Pope Benedict XVI's April visit will certainly strike the usual notes and provide "Catholic visuals" even if somewhat less colorful than those of John Paul II. The media temptation will be to rehearse the (yes, ongoing) tensions in the U.S. Church. Can his message cut through this?Benedict will be most effective if he can turn the eyes of U.S. Catholics toward the world, as he steps forward to address the United Nations. Catholics are tired of the sense that being an American Catholic means being a pawn in the never-ending culture wars. At the UN, Benedict has an opportunity to propose a broad vision of the Catholic contribution to the common good, and a language for thinking carefully and critically about the place of religion, and the commitments of faith, in a globalized world. After years of the sense that being Catholic is a smudged proposition, U.S. Catholics might just be ready for the high road.
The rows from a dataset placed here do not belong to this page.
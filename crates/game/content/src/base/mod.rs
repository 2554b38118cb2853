//! Built-in `base` mod: the reference item catalog.
//!
//! Registers raw resources (log, ores, coal, stone), refined metals (ingots,
//! sheets), masonry, and components (wire, circuit board, pipe) in a fixed
//! order on load. The tick hook does nothing.

mod items;

use factory_core::{ItemRegistry, Mod, RegistryError, Tick};
use tracing::{debug, info};

pub use items::catalog;

/// Named paint colors shared by several items.
pub mod colors {
    use factory_core::Rgba;

    pub const WHITE: Rgba = Rgba(0xffffffff);
    pub const PERU: Rgba = Rgba(0xCD853Fff);
    pub const COPPER: Rgba = Rgba(0xda8a67ff);
    pub const STEEL: Rgba = Rgba(0xB0C4DEff);
}

/// Named mesh paths.
pub mod models {
    pub const DROPLET: &str = "models/fluid.stl";
}

/// Gloss applied to metal surfaces.
pub const METALLIC: f32 = 16.0;

/// The `base` mod.
#[derive(Clone, Debug)]
pub struct BaseMod {
    validate_locally: bool,
}

impl BaseMod {
    pub const NAME: &'static str = "base";

    pub fn new() -> Self {
        Self {
            validate_locally: true,
        }
    }

    /// Skips the local catalog check and leaves every check to the registry.
    pub fn without_validation() -> Self {
        Self {
            validate_locally: false,
        }
    }

    pub fn with_validation(validate_locally: bool) -> Self {
        Self { validate_locally }
    }
}

impl Default for BaseMod {
    fn default() -> Self {
        Self::new()
    }
}

impl Mod for BaseMod {
    fn name(&self) -> &str {
        Self::NAME
    }

    fn on_load(&mut self, registry: &mut dyn ItemRegistry) -> Result<(), RegistryError> {
        let catalog = catalog();
        if self.validate_locally {
            catalog.validate()?;
        }

        let count = catalog.len();
        for item in catalog {
            let name = item.name.clone();
            let id = registry.register(item)?;
            debug!(item = %name, %id, "registered");
        }

        info!(mod_name = Self::NAME, items = count, "base items registered");
        Ok(())
    }

    fn on_tick(&mut self, _tick: Tick) {}
}

#[cfg(test)]
mod tests {
    use super::*;
    use factory_core::{ItemDefinition, ItemId};

    #[derive(Default)]
    struct Recorder {
        items: Vec<ItemDefinition>,
    }

    impl ItemRegistry for Recorder {
        fn register(&mut self, definition: ItemDefinition) -> Result<ItemId, RegistryError> {
            if self.items.iter().any(|item| item.name == definition.name) {
                return Err(RegistryError::DuplicateName(definition.name));
            }
            self.items.push(definition);
            Ok(ItemId(self.items.len() as u32))
        }
    }

    #[test]
    fn load_registers_whole_catalog() {
        let mut registry = Recorder::default();
        BaseMod::new().on_load(&mut registry).unwrap();

        assert_eq!(registry.items.len(), 13);
        assert_eq!(registry.items, catalog().into_inner());
    }

    #[test]
    fn second_load_fails_on_first_item() {
        let mut registry = Recorder::default();
        let mut base = BaseMod::new();
        base.on_load(&mut registry).unwrap();

        let err = base.on_load(&mut registry).unwrap_err();
        assert_eq!(err, RegistryError::DuplicateName("log".into()));
        assert_eq!(registry.items.len(), 13);
    }

    #[test]
    fn tick_leaves_registry_untouched() {
        let mut registry = Recorder::default();
        let mut base = BaseMod::without_validation();
        base.on_load(&mut registry).unwrap();
        for tick in 0..100 {
            base.on_tick(tick);
        }
        assert_eq!(registry.items.len(), 13);
    }

    #[test]
    fn named_colors() {
        assert_eq!(colors::WHITE.packed(), 0xffffffff);
        assert_eq!(colors::PERU.r(), 0xcd);
        assert_eq!(colors::STEEL.b(), 0xde);
        assert_eq!(models::DROPLET, "models/fluid.stl");
    }
}
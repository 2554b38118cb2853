//! CLI configuration read from the process environment.
use std::env;
use std::path::PathBuf;

/// How the registered catalog is printed.
#[derive(Clone, Copy, Debug, Default, PartialEq, Eq, strum::EnumString, strum::Display)]
#[strum(serialize_all = "lowercase", ascii_case_insensitive)]
pub enum OutputFormat {
    #[default]
    Text,
    Json,
}

/// Configuration for a single catalog run.
#[derive(Clone, Debug)]
pub struct CliConfig {
    pub data_dir: Option<PathBuf>,
    pub ticks: u64,
    pub output: OutputFormat,
}

impl Default for CliConfig {
    fn default() -> Self {
        Self {
            data_dir: None,
            ticks: 1,
            output: OutputFormat::Text,
        }
    }
}

impl CliConfig {
    /// Construct configuration from process environment variables.
    ///
    /// Environment variables:
    /// - `FACTORY_DATA_DIR` - Directory with `config.toml` and `mods/` (default: none)
    /// - `FACTORY_TICKS` - Simulation steps to run after load (default: 1)
    /// - `FACTORY_OUTPUT` - `text` or `json` (default: text)
    pub fn from_env() -> Self {
        let mut config = Self {
            data_dir: env::var("FACTORY_DATA_DIR").ok().map(PathBuf::from),
            ..Self::default()
        };

        if let Some(ticks) = read_env::<u64>("FACTORY_TICKS") {
            config.ticks = ticks;
        }

        if let Some(output) = read_env::<OutputFormat>("FACTORY_OUTPUT") {
            config.output = output;
        }

        config
    }
}

fn read_env<T>(key: &str) -> Option<T>
where
    T: std::str::FromStr,
{
    env::var(key).ok()?.parse().ok()
}
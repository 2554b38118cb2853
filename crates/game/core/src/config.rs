use std::path::PathBuf;

/// Host configuration for loading content.
#[derive(Clone, Debug, PartialEq, Eq)]
#[cfg_attr(feature = "serde", derive(serde::Serialize, serde::Deserialize))]
#[cfg_attr(feature = "serde", serde(default))]
pub struct HostConfig {
    /// Validate each mod's catalog before submitting anything to the registry.
    pub validate_locally: bool,

    /// Directory mesh paths resolve against. When unset every path resolves.
    pub asset_root: Option<PathBuf>,

    /// Data-driven mods to load after the built-in base mod, in order.
    pub data_mods: Vec<String>,
}

impl HostConfig {
    pub const DEFAULT_VALIDATE_LOCALLY: bool = true;

    pub fn new() -> Self {
        Self {
            validate_locally: Self::DEFAULT_VALIDATE_LOCALLY,
            asset_root: None,
            data_mods: Vec::new(),
        }
    }

    pub fn with_asset_root(mut self, root: impl Into<PathBuf>) -> Self {
        self.asset_root = Some(root.into());
        self
    }
}

impl Default for HostConfig {
    fn default() -> Self {
        Self::new()
    }
}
Department of Religious Studies
Fr. Richard Ryscavage, S.J., was a member in 2006-07 official delegation of the Holy See to the 61st session of the UN General Assembly in New York and is aformer national director of the Jesuit Refugee Service USA. He is the director of the Center for Faith and Public Life at Fairfield University:
Pope Benedict is leader of a billion-member global Church that occupies a unique place in the international political system. Over 175 sovereign states have formal diplomatic relations with the Holy See. It is the only world religion that holds permanent observer status at the United Nations, participating in debates and drafting of UN documents. Although the Church understands itself as a kind of non-governmental organization, it also has the special benefits of sovereign status in the international system of states. It regularly participates in the deliberations of the Atomic Energy Commission, the UN High Commission for Refugees, the Organization of American States, and the World Health Organization.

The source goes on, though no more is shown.